Histórias que não foram escritas

Orestes Nigro

Ela dava mais brilho às Letras

O ambiente, o clima, a atmosfera da universidade brasileira nos anos 50, saindo da USP, em São Paulo, da URJ, no Rio, da UFP de Pernambuco em Recife, era morna, sem participação efetiva de seus membros docentes e discentes na vida nacional. Por isso, talvez, aquelas poucas que viviam num clima de ebulição cultural, político-ideológica  ganhavam destaque de duas maneiras, positivo para aquela parte da população idealista que vive à espera de grandes mudanças, de transformação do mundo e negativa para boa parte das gentes que só se sentem seguros com a rotina, com o passo contido, alimentando um forte temor pelo avanço.

Para mim, que chegava de um lugar de vida pacata, toda aquela ebulição assustava um pouco no início mas, com o passar do tempo, conhecendo as pessoas que ali conheci, vi crescer uma vontade irresistível de sorver aquilo tudo como quem chegou de longe com fome e encontrou o manjar dos deuses.

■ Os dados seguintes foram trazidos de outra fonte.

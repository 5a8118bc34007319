use std::collections::{BTreeMap, HashMap};
use std::ops::Bound;
use std::sync::{PoisonError, RwLock};

use async_trait::async_trait;
use serde_json::Value;

use super::{
    Condition, FieldPath, FieldUpdate, Item, PageToken, RecordStore, ScanPage, StoreError,
    UpdateAction, WriteOp,
};

#[derive(Debug, Clone)]
struct MemoryTable {
    key_field: String,
    items: BTreeMap<String, Item>,
}

/// Process-local [`RecordStore`] with the same conditional semantics a hosted
/// document store offers. Items are kept in key order so scans are stable.
#[derive(Debug, Default)]
pub struct MemoryStore {
    tables: RwLock<HashMap<String, MemoryTable>>,
}

fn poisoned<T>(_: PoisonError<T>) -> StoreError {
    StoreError::Unavailable("memory store lock poisoned".to_string())
}

impl MemoryStore {
    pub fn new() -> Self {
        Self::default()
    }

    /// Registers a table whose items carry their key under `key_field`.
    /// Re-creating an existing table keeps its contents.
    pub fn create_table(&self, name: &str, key_field: &str) -> Result<(), StoreError> {
        let mut tables = self.tables.write().map_err(poisoned)?;
        tables
            .entry(name.to_string())
            .or_insert_with(|| MemoryTable {
                key_field: key_field.to_string(),
                items: BTreeMap::new(),
            });
        Ok(())
    }

    pub fn table_names(&self) -> Result<Vec<String>, StoreError> {
        let tables = self.tables.read().map_err(poisoned)?;
        let mut names: Vec<String> = tables.keys().cloned().collect();
        names.sort();
        Ok(names)
    }

    pub fn len(&self, table: &str) -> Result<usize, StoreError> {
        let tables = self.tables.read().map_err(poisoned)?;
        tables
            .get(table)
            .map(|t| t.items.len())
            .ok_or_else(|| StoreError::UnknownTable(table.to_string()))
    }
}

fn table_mut<'a>(
    tables: &'a mut HashMap<String, MemoryTable>,
    name: &str,
) -> Result<&'a mut MemoryTable, StoreError> {
    tables
        .get_mut(name)
        .ok_or_else(|| StoreError::UnknownTable(name.to_string()))
}

/// Walks to the object holding the last path segment.
fn parent_object<'a>(
    item: &'a mut Item,
    path: &FieldPath,
    create: bool,
) -> Result<Option<(&'a mut Item, String)>, StoreError> {
    let Some((last, parents)) = path.segments().split_last() else {
        return Err(StoreError::InvalidUpdate {
            path: path.to_string(),
            detail: "empty path".to_string(),
        });
    };

    let mut current = item;
    for segment in parents {
        if create && !current.contains_key(segment) {
            current.insert(segment.clone(), Value::Object(Item::new()));
        }
        match current.get_mut(segment) {
            Some(Value::Object(next)) => current = next,
            Some(_) => {
                return Err(StoreError::InvalidUpdate {
                    path: path.to_string(),
                    detail: format!("'{segment}' is not an object"),
                })
            }
            None => return Ok(None),
        }
    }

    Ok(Some((current, last.clone())))
}

fn apply_update(item: &mut Item, update: &FieldUpdate) -> Result<(), StoreError> {
    let path = &update.path;
    match &update.action {
        UpdateAction::Set(value) => {
            if let Some((parent, field)) = parent_object(item, path, true)? {
                parent.insert(field, value.clone());
            }
        }
        UpdateAction::Remove => {
            if let Some((parent, field)) = parent_object(item, path, false)? {
                parent.remove(&field);
            }
        }
        UpdateAction::Append(value) => {
            if let Some((parent, field)) = parent_object(item, path, true)? {
                let slot = parent
                    .entry(field)
                    .or_insert_with(|| Value::Array(Vec::new()));
                match slot {
                    Value::Array(values) => values.push(value.clone()),
                    _ => {
                        return Err(StoreError::InvalidUpdate {
                            path: path.to_string(),
                            detail: "append target is not a list".to_string(),
                        })
                    }
                }
            }
        }
        UpdateAction::RemoveValue(value) => {
            if let Some((parent, field)) = parent_object(item, path, false)? {
                if let Some(Value::Array(values)) = parent.get_mut(&field) {
                    values.retain(|existing| existing != value);
                }
            }
        }
    }
    Ok(())
}

/// Applies a guarded update to `table`. Returns `Ok(false)` when the guard fails.
fn update_in_place(
    table: &mut MemoryTable,
    key: &str,
    updates: &[FieldUpdate],
    condition: Option<&Condition>,
) -> Result<bool, StoreError> {
    let existing = table.items.get(key);
    if let Some(condition) = condition {
        if !condition.evaluate(existing) {
            return Ok(false);
        }
    }

    let mut staged = existing.cloned().unwrap_or_else(|| {
        let mut fresh = Item::new();
        fresh.insert(table.key_field.clone(), Value::String(key.to_string()));
        fresh
    });
    for update in updates {
        apply_update(&mut staged, update)?;
    }
    table.items.insert(key.to_string(), staged);
    Ok(true)
}

#[async_trait]
impl RecordStore for MemoryStore {
    async fn get(&self, table: &str, key: &str) -> Result<Option<Item>, StoreError> {
        let tables = self.tables.read().map_err(poisoned)?;
        let table = tables
            .get(table)
            .ok_or_else(|| StoreError::UnknownTable(table.to_string()))?;
        Ok(table.items.get(key).cloned())
    }

    async fn put_if_absent(&self, table: &str, key: &str, item: Item) -> Result<bool, StoreError> {
        let mut tables = self.tables.write().map_err(poisoned)?;
        let table = table_mut(&mut tables, table)?;
        if table.items.contains_key(key) {
            return Ok(false);
        }
        let mut item = item;
        item.insert(table.key_field.clone(), Value::String(key.to_string()));
        table.items.insert(key.to_string(), item);
        Ok(true)
    }

    async fn update(
        &self,
        table: &str,
        key: &str,
        updates: Vec<FieldUpdate>,
        condition: Option<Condition>,
    ) -> Result<bool, StoreError> {
        let mut tables = self.tables.write().map_err(poisoned)?;
        let table = table_mut(&mut tables, table)?;
        update_in_place(table, key, &updates, condition.as_ref())
    }

    async fn scan(
        &self,
        table: &str,
        filter: Option<&Condition>,
        start: Option<&PageToken>,
        page_size: usize,
    ) -> Result<ScanPage, StoreError> {
        let tables = self.tables.read().map_err(poisoned)?;
        let table = tables
            .get(table)
            .ok_or_else(|| StoreError::UnknownTable(table.to_string()))?;

        let lower = match start {
            Some(token) => Bound::Excluded(token.0.clone()),
            None => Bound::Unbounded,
        };
        let mut remaining = table.items.range((lower, Bound::Unbounded));

        let mut page = ScanPage::default();
        let mut last_evaluated = None;
        for (key, item) in remaining.by_ref().take(page_size.max(1)) {
            last_evaluated = Some(key.clone());
            if filter.map_or(true, |condition| condition.evaluate(Some(item))) {
                page.items.push((key.clone(), item.clone()));
            }
        }

        if remaining.next().is_some() {
            page.next = last_evaluated.map(PageToken);
        }
        Ok(page)
    }

    async fn delete(&self, table: &str, key: &str) -> Result<bool, StoreError> {
        let mut tables = self.tables.write().map_err(poisoned)?;
        let table = table_mut(&mut tables, table)?;
        Ok(table.items.remove(key).is_some())
    }

    async fn transact(&self, ops: Vec<WriteOp>) -> Result<(), StoreError> {
        let mut tables = self.tables.write().map_err(poisoned)?;

        let mut staged: HashMap<String, MemoryTable> = HashMap::new();
        for op in &ops {
            let name = match op {
                WriteOp::Delete { table, .. } | WriteOp::Update { table, .. } => table,
            };
            if !staged.contains_key(name) {
                let current = tables
                    .get(name)
                    .ok_or_else(|| StoreError::UnknownTable(name.clone()))?;
                staged.insert(name.clone(), current.clone());
            }
        }

        for op in &ops {
            match op {
                WriteOp::Delete { table, key } => {
                    table_mut(&mut staged, table)?.items.remove(key);
                }
                WriteOp::Update {
                    table,
                    key,
                    updates,
                    condition,
                } => {
                    let applied =
                        update_in_place(table_mut(&mut staged, table)?, key, updates, condition.as_ref())?;
                    if !applied {
                        return Err(StoreError::TransactionCancelled(format!(
                            "condition failed for '{key}' in '{table}'"
                        )));
                    }
                }
            }
        }

        tables.extend(staged);
        Ok(())
    }
}

#[cfg(test)]
mod tests {
    use super::*;
    use serde_json::json;

    fn store() -> MemoryStore {
        let store = MemoryStore::new();
        store.create_table("users", "email").expect("table");
        store
    }

    fn item(value: Value) -> Item {
        value.as_object().expect("object").clone()
    }

    #[tokio::test]
    async fn put_if_absent_keeps_the_first_item() {
        let store = store();
        let first = store
            .put_if_absent("users", "a@x.com", item(json!({ "name": "first" })))
            .await
            .expect("put");
        let second = store
            .put_if_absent("users", "a@x.com", item(json!({ "name": "second" })))
            .await
            .expect("put");

        assert!(first);
        assert!(!second);
        let stored = store.get("users", "a@x.com").await.expect("get").expect("item");
        assert_eq!(stored["name"], json!("first"));
        assert_eq!(stored["email"], json!("a@x.com"));
    }

    #[tokio::test]
    async fn update_creates_nested_objects_and_honors_conditions() {
        let store = store();
        let path = FieldPath::new(["rounds", "2", "answers"]);

        let written = store
            .update(
                "users",
                "a@x.com",
                vec![FieldUpdate::set(path.clone(), json!(["first"]))],
                Some(Condition::NotExists(path.clone())),
            )
            .await
            .expect("update");
        let rejected = store
            .update(
                "users",
                "a@x.com",
                vec![FieldUpdate::set(path.clone(), json!(["second"]))],
                Some(Condition::NotExists(path.clone())),
            )
            .await
            .expect("update");

        assert!(written);
        assert!(!rejected);
        let stored = store.get("users", "a@x.com").await.expect("get").expect("item");
        assert_eq!(path.lookup(&stored), Some(&json!(["first"])));
    }

    #[tokio::test]
    async fn append_and_remove_value_edit_lists() {
        let store = store();
        let path = FieldPath::new(["rounds", "1", "submitted"]);
        for value in ["WEB", "APP", "WEB"] {
            store
                .update(
                    "users",
                    "a@x.com",
                    vec![FieldUpdate::append(path.clone(), json!(value))],
                    None,
                )
                .await
                .expect("append");
        }
        store
            .update(
                "users",
                "a@x.com",
                vec![FieldUpdate::remove_value(path.clone(), json!("WEB"))],
                None,
            )
            .await
            .expect("remove");

        let stored = store.get("users", "a@x.com").await.expect("get").expect("item");
        assert_eq!(path.lookup(&stored), Some(&json!(["APP"])));
    }

    #[tokio::test]
    async fn append_onto_scalar_is_rejected() {
        let store = store();
        store
            .put_if_absent("users", "a@x.com", item(json!({ "tags": "x" })))
            .await
            .expect("put");

        let err = store
            .update(
                "users",
                "a@x.com",
                vec![FieldUpdate::append(FieldPath::new(["tags"]), json!("y"))],
                None,
            )
            .await
            .expect_err("scalar append fails");
        assert!(matches!(err, StoreError::InvalidUpdate { .. }));
    }

    #[tokio::test]
    async fn scan_pages_by_evaluated_items() {
        let store = store();
        for n in 0..5 {
            let key = format!("user{n}@x.com");
            store
                .put_if_absent("users", &key, item(json!({ "even": n % 2 == 0 })))
                .await
                .expect("put");
        }
        let filter = Condition::Equals(FieldPath::new(["even"]), json!(true));

        let first = store
            .scan("users", Some(&filter), None, 2)
            .await
            .expect("scan");
        assert_eq!(first.items.len(), 1);
        let token = first.next.clone().expect("more pages");

        let second = store
            .scan("users", Some(&filter), Some(&token), 2)
            .await
            .expect("scan");
        assert_eq!(second.items.len(), 1);

        let third = store
            .scan("users", Some(&filter), second.next.as_ref(), 2)
            .await
            .expect("scan");
        assert_eq!(third.items.len(), 1);
        assert!(third.next.is_none());
    }

    #[tokio::test]
    async fn transaction_is_all_or_nothing() {
        let store = store();
        store.create_table("web", "email").expect("table");
        store
            .put_if_absent("web", "a@x.com", item(json!({ "score": 1 })))
            .await
            .expect("put");

        let err = store
            .transact(vec![
                WriteOp::Delete {
                    table: "web".to_string(),
                    key: "a@x.com".to_string(),
                },
                WriteOp::Update {
                    table: "users".to_string(),
                    key: "a@x.com".to_string(),
                    updates: Vec::new(),
                    condition: Some(Condition::Exists(FieldPath::new(["email"]))),
                },
            ])
            .await
            .expect_err("missing user cancels");

        assert!(matches!(err, StoreError::TransactionCancelled(_)));
        assert!(store.get("web", "a@x.com").await.expect("get").is_some());
    }

    #[tokio::test]
    async fn unknown_tables_are_reported() {
        let store = store();
        let err = store.get("missing", "k").await.expect_err("unknown");
        assert_eq!(err, StoreError::UnknownTable("missing".to_string()));
    }
}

Eu pesquisava na biblioteca quando comecei a ouvir uma voz de mulher falando sobre o poeta Baudelaire, era uma francesa de pronúncia agradável, dizendo o que pensava do grande poeta. Levantei-me, curioso, fui até a antessala para ouvir melhor, era uma moça magra, esguia, cabelo loiro penteado no estilo rabo de cavalo, que apontava o dedo para a página de um livro e falava com entusiasmo sobre a riqueza lírica do autor de “As flores do mal”, ouvida com interesse por um rapaz que eu já vira circulando na escola e que era chamado de Marins. Fingi que não era comigo, fiquei sorvendo aquela aula magnífica. Pensei “deve ser professora de literatura, talvez assistente do professor Alfred Bonzon.”

Ela fechou o livro, foi saindo tranquila, olhou pra mim e perguntou:

- “Você é calouro?” 

E isso foi o início de uma das amizades que eu mais prezei nesta vida. Vilma era brilhante sem ser pedante, era culta sem ares de superioridade, tinha bom gosto em tudo e era de uma simpatia cativante. Vilma era aluna, estava no último ano do curso de Letras. E tinha um namorado, um colega de faculdade que cursava Química. Como eu era aluno do curso noturno e o via sempre pelos corredores, penso que ele também era do noturno. Simples,  ar bonachão mas um pouco tímido, o namorado da Vilma de Katinsky era Adhemar de Barros Filho, cujo pai era o famoso político de então. Eu arranjei emprego à noite e por isso transferi-me para a turma da manhã, passei a ver mais vezes minha admirável colega Vilma, mas não vi mais seu namorado. Bem mais tarde percebi que haviam terminado.

Vilma de Katinsky, assim como o Flávio e a Maria Edith, focalizados na semana passada, era destas pessoas de inteligência fora do comum, com um domínio perfeito da língua portuguesa e de tudo que aprendesse. Era brilhante aluna do grande Mestre Theodoro Henrique Maurer Jr. e do seu assistente em Filologia Românica, Professor Nicolau Salum, tanto assim que se tornou uma especialista nessa matéria.

Outra disciplina em que Vilma pontificava era Língua e Literatura Italiana. O Professor Italo Betarello, sua assistente Carla Inama, seu auxiliar de ensino Antonio Lázaro de Almeida Prado, nas nossas reuniões de gabinete, faziam planos para a carreira da Vilma dentro da equipe. Não preciso me referir ao sucesso dela nas demais disciplinas, falava espanhol com desenvoltura, o francês dela me encantava e Vilma fez brilhante carreira como professora, como tradutora, como pesquisadora e como autora. Como ela logo se formou fui perdendo contato com ela, a distância contribuiu para o afastamento, mas não para esquecer. De longe fiquei sabendo que minha antiga colega tornou-se Vilma de Katinsky Barreto de Souza, tornou-se doutora em Filologia Romanica e em Língua e Literatura Italiana, publicou trabalhos de significativa importância no meio literário e universitário e sei que, embora aposentada, continua produzindo sua obra admirável.

Quando tivemos convívio Vilma de Katinsky era para mim o retrato mais fiel da nossa Faculdade de Filosofia, Ciências e Letras e para toda nossa comunidade acadêmica, Vilma era “a Flor Neurótica do Centro”, aposto que ela mesma, brincando, se atribuía.

Vilma de Katinsky, Maria Edith do Amaral Garbogini di Giorgi, Flávio Vespasiano di Giorgi são a ponta do grande iceberg cultural que as águas revoltas da Rua Maria Antonia abrigavam. Ainda tenho muito a revelar, aguardem.